Start with the most direct exhaustive search. That gives a correctness anchor before optimizing.

Pattern signal: Array · Bit Manipulation

Example 1

[5,10,1,5,2]
1

Example 2

[4,3,2,1]
2

Related Problems

  • Counting Bits (counting-bits)
  • Find the K-or of an Array (find-the-k-or-of-an-array)
Step 02

Core Insight

What unlocks the optimal approach

  • Iterate through the indices <code>i</code> in the range <code>[0, n - 1]</code>, for each index <code>i</code> count the number of bits in its binary representation.

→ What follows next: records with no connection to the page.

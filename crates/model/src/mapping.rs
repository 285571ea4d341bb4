//! Backend wire shapes and the field mapping to UI shapes
//!
//! The backend speaks snake_case (`full_name`, `yazaki_pn`) while the UI
//! uses its own names (`name`, `yazakiPN`). Every rename lives here, once
//! per entity, so that create, update and list all convert the same way.
//!
//! | UI (`User`)  | Backend (`BackendUser`) |
//! |--------------|-------------------------|
//! | `id`         | `id`                    |
//! | `name`       | `full_name`             |
//! | `email`      | `email`                 |
//! | `role`       | `role`                  |
//! | `createdAt`  | `created_at`            |
//!
//! Connector renames: `yazakiPN`/`yazaki_pn`, `customerPN`/`customer_pn`,
//! `supplierPN`/`supplier_pn`, `supplierName`/`supplier_name`. All other
//! connector fields pass through with the same name.

use chrono::{DateTime, Utc};
use parts_admin_core::{AdminError, AdminResult, ConnectorId, Role, UserId};
use serde::{Deserialize, Serialize};

use crate::connector::Connector;
use crate::user::{User, UserDraft};

/// UI field name to backend field name, for users
pub const USER_FIELD_MAP: &[(&str, &str)] = &[
    ("id", "id"),
    ("name", "full_name"),
    ("email", "email"),
    ("role", "role"),
    ("createdAt", "created_at"),
];

/// UI field name to backend field name, for connectors
pub const CONNECTOR_FIELD_MAP: &[(&str, &str)] = &[
    ("id", "id"),
    ("yazakiPN", "yazaki_pn"),
    ("customerPN", "customer_pn"),
    ("supplierPN", "supplier_pn"),
    ("supplierName", "supplier_name"),
    ("name", "name"),
    ("price", "price"),
    ("drawing_2d_path", "drawing_2d_path"),
    ("model_3d_path", "model_3d_path"),
    ("image_path", "image_path"),
];

/// Translate a UI field name to its backend name
pub fn backend_field<'a>(map: &'a [(&'a str, &'a str)], ui_name: &str) -> Option<&'a str> {
    map.iter().find(|(ui, _)| *ui == ui_name).map(|(_, be)| *be)
}

/// Translate a backend field name to its UI name
pub fn ui_field<'a>(map: &'a [(&'a str, &'a str)], backend_name: &str) -> Option<&'a str> {
    map.iter().find(|(_, be)| *be == backend_name).map(|(ui, _)| *ui)
}

// ============================================================================
// Users
// ============================================================================

/// A user as the backend returns it
#[derive(Debug, Clone, PartialEq, Serialize, Deserialize)]
pub struct BackendUser {
    pub id: i64,
    pub full_name: String,
    pub email: String,
    #[serde(default)]
    pub role: Option<String>,
    pub created_at: DateTime<Utc>,
}

/// Body of a user create or update request
#[derive(Debug, Clone, PartialEq, Serialize, Deserialize)]
pub struct BackendUserPayload {
    pub full_name: String,
    pub email: String,
    #[serde(skip_serializing_if = "Option::is_none", default)]
    pub role: Option<String>,
}

impl TryFrom<BackendUser> for User {
    type Error = AdminError;

    fn try_from(be: BackendUser) -> AdminResult<Self> {
        Ok(User {
            id: UserId(be.id),
            name: be.full_name,
            email: be.email,
            role: Role::from_optional(be.role.as_deref())?,
            created_at: be.created_at,
        })
    }
}

impl From<&User> for BackendUser {
    fn from(user: &User) -> Self {
        BackendUser {
            id: user.id.0,
            full_name: user.name.clone(),
            email: user.email.clone(),
            role: Some(user.role.as_str().to_string()),
            created_at: user.created_at,
        }
    }
}

impl From<&UserDraft> for BackendUserPayload {
    fn from(draft: &UserDraft) -> Self {
        let draft = draft.normalized();
        BackendUserPayload {
            full_name: draft.name,
            email: draft.email,
            role: draft.role.map(|r| r.as_str().to_string()),
        }
    }
}

// ============================================================================
// Connectors
// ============================================================================

/// A connector as the backend returns and accepts it
#[derive(Debug, Clone, PartialEq, Serialize, Deserialize)]
pub struct BackendConnector {
    #[serde(default)]
    pub id: Option<i64>,
    pub yazaki_pn: String,
    pub customer_pn: String,
    pub supplier_pn: String,
    pub supplier_name: String,
    #[serde(default)]
    pub name: Option<String>,
    #[serde(default)]
    pub price: Option<f64>,
    #[serde(default)]
    pub drawing_2d_path: Option<String>,
    #[serde(default)]
    pub model_3d_path: Option<String>,
    #[serde(default)]
    pub image_path: Option<String>,
}

impl TryFrom<BackendConnector> for Connector {
    type Error = AdminError;

    fn try_from(be: BackendConnector) -> AdminResult<Self> {
        if let Some(price) = be.price.filter(|p| *p < 0.0) {
            return Err(AdminError::format(format!(
                "connector '{}' has negative price {}",
                be.yazaki_pn, price
            )));
        }

        Ok(Connector {
            id: be.id.map(ConnectorId),
            yazaki_pn: be.yazaki_pn,
            customer_pn: be.customer_pn,
            supplier_pn: be.supplier_pn,
            supplier_name: be.supplier_name,
            name: be.name,
            price: be.price,
            drawing_2d_path: be.drawing_2d_path,
            model_3d_path: be.model_3d_path,
            image_path: be.image_path,
        })
    }
}

impl From<&Connector> for BackendConnector {
    fn from(c: &Connector) -> Self {
        BackendConnector {
            id: c.id.map(|id| id.0),
            yazaki_pn: c.yazaki_pn.clone(),
            customer_pn: c.customer_pn.clone(),
            supplier_pn: c.supplier_pn.clone(),
            supplier_name: c.supplier_name.clone(),
            name: c.name.clone(),
            price: c.price,
            drawing_2d_path: c.drawing_2d_path.clone(),
            model_3d_path: c.model_3d_path.clone(),
            image_path: c.image_path.clone(),
        }
    }
}

/// Convert a list of backend rows, failing on the first bad row
pub fn users_from_backend(rows: Vec<BackendUser>) -> AdminResult<Vec<User>> {
    rows.into_iter().map(User::try_from).collect()
}

/// Convert a list of backend rows, failing on the first bad row
pub fn connectors_from_backend(rows: Vec<BackendConnector>) -> AdminResult<Vec<Connector>> {
    rows.into_iter().map(Connector::try_from).collect()
}

// ============================================================================
// Tests
// ============================================================================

If it is <code>k</code>, add <code>nums[i]</code> to the result.
Interview move: turn each hint into an invariant you can check after every iteration/recursion step.
Step 03

Algorithm Walkthrough

Iteration Checklist

  1. Define state (indices, window, stack, map, DP cell, or recursion frame).
  2. Apply one transition step and update the invariant.
  3. Record answer candidate when condition is met.
  4. Continue until all input is consumed.
Use the first example testcase as your mental trace to verify each transition.
Step 04

Edge Cases

Minimum Input
Single element / shortest valid input
Validate boundary behavior before entering the main loop or recursion.
Duplicates & Repeats
Repeated values / repeated states
Decide whether duplicates should be merged, skipped, or counted explicitly.
Extreme Constraints
Upper-end input sizes
Re-check complexity target against constraints to avoid time-limit issues.
Invalid / Corner Shape
Empty collections, zeros, or disconnected structures
Handle special-case structure before the core algorithm path.
Step 05

Full Annotated Code

Source-backed implementations are provided below for direct study and interview prep.

// Accepted solution for LeetCode #2859: Sum of Values at Indices With K Set Bits
class Solution {
    public int sumIndicesWithKSetBits(List<Integer> nums, int k) {
        int ans = 0;
        for (int i = 0; i < nums.size(); i++) {
            if (Integer.bitCount(i) == k) {
                ans += nums.get(i);
            }
        }
        return ans;
    }
}
Step 06

Interactive Study Demo

Use this to step through a reusable interview workflow for this problem.

Press Step or Run All to begin.
Step 07

Complexity Analysis

Time
O(n)
Space
O(1)

Approach Breakdown

SORT + SCAN
O(n log n) time
O(n) space

Sort the array in O(n log n), then scan for the missing or unique element by comparing adjacent pairs. Sorting requires O(n) auxiliary space (or O(1) with in-place sort but O(n log n) time remains). The sort step dominates.

BIT MANIPULATION
O(n) time
O(1) space

Bitwise operations (AND, OR, XOR, shifts) are O(1) per operation on fixed-width integers. A single pass through the input with bit operations gives O(n) time. The key insight: XOR of a number with itself is 0, which eliminates duplicates without extra space.

Shortcut: Bit operations are O(1). XOR cancels duplicates. Single pass → O(n) time, O(1) space.
Coach Notes

Common Mistakes

Review these before coding to avoid predictable interview regressions.

Off-by-one on range boundaries

Wrong move: Loop endpoints miss first/last candidate.

Usually fails on: Fails on minimal arrays and exact-boundary answers.

Fix: Re-derive loops from inclusive/exclusive ranges before coding.